By: Marc Deprey
Last Sunday, my son went into a rage so severe that he assaulted me and destroyed my car’s windows and body with head-sized boulders. He was arrested and taken to Juvenile Hall. It’s the first time I’ve ever been assaulted—by anyone, let alone my own child—and this is his first arrest. My daughter, who is also afflicted with developmental trauma, has been especially reactive this week beyond her usual explosiveness and destructiveness. So the trauma I have been experiencing this week has been so severe that I got sick (my immune system is probably in full retreat) on top of it all. Yesterday, I just gave into reality and cancelled my trip to the Trauma conference.
I really, really wanted to attend this conference. I was to be on the parent panel along with some real seasoned folks talking about the life I didn’t choose, but now live. I wrote the following to read by another parent on the panel—
I’m very sorry I cannot be with you all today. In some strange way it seems fitting that I am unable to participate in this conference’s Parent’s Panel because of the fallout from a traumatic incident with my son.
What I wanted to convey to you when I came down there was that the life of a parent with children of trauma is totally unpredictable. With my kids, I can never know how severe their reactions will be or what will prompt them. Being the parent of a child of trauma is traumatizing, to say the least.

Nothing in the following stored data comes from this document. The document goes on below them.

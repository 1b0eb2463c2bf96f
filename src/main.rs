//! InsightMap - Knowledge Graph Notes with Streamed AI Expansion
//!
//! Serves the note graph and generation endpoints over HTTP.

use anyhow::Result;
use clap::{Parser, Subcommand};
use insightmap::{
    api::build_app,
    config::InsightMapConfig,
    generation::{GenerationState, OpenAiProvider, StreamPipeline},
    graph::GraphBuilder,
    node::{GraphState, NodeStore},
    session::SessionRegistry,
};
use std::path::PathBuf;
use std::sync::Arc;
use tracing_subscriber::{layer::SubscriberExt, util::SubscriberInitExt};

#[derive(Parser)]
#[command(name = "insightmap")]
#[command(version)]
#[command(about = "Knowledge graph notes with streamed AI expansion")]
struct Cli {
    /// Configuration file path
    #[arg(short, long, env = "INSIGHTMAP_CONFIG")]
    config: Option<PathBuf>,

    /// Enable verbose logging
    #[arg(short, long)]
    verbose: bool,

    #[command(subcommand)]
    command: Commands,
}

#[derive(Subcommand)]
enum Commands {
    /// Start the HTTP server
    Serve {
        /// Host to bind to
        #[arg(long)]
        host: Option<String>,

        /// Port to listen on
        #[arg(long)]
        port: Option<u16>,

        /// Directory holding node files
        #[arg(long)]
        nodes_dir: Option<PathBuf>,
    },

    /// Print the derived graph as JSON
    Graph {
        /// Directory holding node files
        #[arg(long)]
        nodes_dir: Option<PathBuf>,
    },

    /// Show configuration
    Config {
        /// Show default configuration
        #[arg(long)]
        default: bool,
    },
}

#[tokio::main]
async fn main() -> Result<()> {
    let cli = Cli::parse();

    // Initialize logging
    let log_level = if cli.verbose { "debug" } else { "info" };
    tracing_subscriber::registry()
        .with(
            tracing_subscriber::EnvFilter::try_from_default_env()
                .unwrap_or_else(|_| format!("insightmap={},tower_http=debug", log_level).into()),
        )
        .with(tracing_subscriber::fmt::layer())
        .init();

    // Load configuration
    let mut config = match cli.config {
        Some(ref path) => InsightMapConfig::load(path)?,
        None => InsightMapConfig::default(),
    };

    match cli.command {
        Commands::Serve {
            host,
            port,
            nodes_dir,
        } => {
            if let Some(host) = host {
                config.server.host = host;
            }
            if let Some(port) = port {
                config.server.port = port;
            }
            if let Some(dir) = nodes_dir {
                config.storage.nodes_dir = dir;
            }
            run_server(config).await?;
        }
        Commands::Graph { nodes_dir } => {
            if let Some(dir) = nodes_dir {
                config.storage.nodes_dir = dir;
            }
            print_graph(&config).await?;
        }
        Commands::Config { default } => {
            let shown = if default {
                InsightMapConfig::default()
            } else {
                config
            };
            println!("{}", shown.to_toml()?);
        }
    }

    Ok(())
}

async fn run_server(config: InsightMapConfig) -> Result<()> {
    tracing::info!("Starting InsightMap");

    let store = NodeStore::from_config(&config.storage).await?;
    let builder = GraphBuilder::new(store.clone(), config.graph.edge_validation);
    tracing::info!(
        nodes_dir = %store.dir().display(),
        edge_validation = ?builder.validation(),
        "Node store ready"
    );

    let provider = Arc::new(OpenAiProvider::from_config(&config.generation)?);
    let pipeline = Arc::new(StreamPipeline::new(
        provider,
        builder.clone(),
        config.generation.clone(),
    ));

    let registry = Arc::new(SessionRegistry::new(config.sessions.ttl()));
    registry.spawn_sweeper(config.sessions.sweep_interval()).await;

    let app = build_app(
        GraphState { store, builder },
        GenerationState {
            pipeline,
            registry: registry.clone(),
        },
        &config.server.cors_origins,
    );

    let addr = format!("{}:{}", config.server.host, config.server.port);
    let listener = tokio::net::TcpListener::bind(&addr).await?;
    tracing::info!("InsightMap listening on http://{}. Press Ctrl+C to stop.", addr);

    axum::serve(listener, app)
        .with_graceful_shutdown(shutdown_signal())
        .await?;

    tracing::info!("Shutting down...");
    registry.shutdown().await;

    Ok(())
}

async fn shutdown_signal() {
    if let Err(e) = tokio::signal::ctrl_c().await {
        tracing::error!("Failed to listen for shutdown signal: {}", e);
        std::future::pending::<()>().await;
    }
}

async fn print_graph(config: &InsightMapConfig) -> Result<()> {
    let store = NodeStore::from_config(&config.storage).await?;
    let graph = GraphBuilder::new(store, config.graph.edge_validation)
        .build_graph()
        .await?;
    println!("{}", serde_json::to_string_pretty(&graph)?);
    Ok(())
}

Also, I wanted you all to know that the nature of this affliction flies in the face of the very fabric of civilization itself— a primal aversion to any kind of trust, a complete lack of any frustration tolerance, zero empathy, and the deepest sense of developmental disarray. These kids can revert to early toddler behaviors in a second—tantrums, biting, hitting—but they do it with a teenage body, with the accompanying strength, vocabulary, and intensity—the terrible two’s for a lifetime.
If I had one message to send to you it would be to not judge these children, but try to understand them. The nature of their affliction is to push you away, to disgust you, to hurt you emotionally and sometimes physically. But, deep down they don’t want you to leave them. They want you to heal them. And we as parents of children of trauma have made it our life mission to oblige them, no matter the pain and suffering we need to endure.
It is an epic effort, and those parents who are making it know the price first-hand. What needs to change is that we no longer should be making this effort alone. We deserve understanding, community and family support, and resources that make the journey at least somewhat possible. We, as parents of children of trauma, already accept that this is a very, very hard challenge, but we at least deserve a fighting chance at succeeding, or at least surviving, as one civilized soul trying to save another.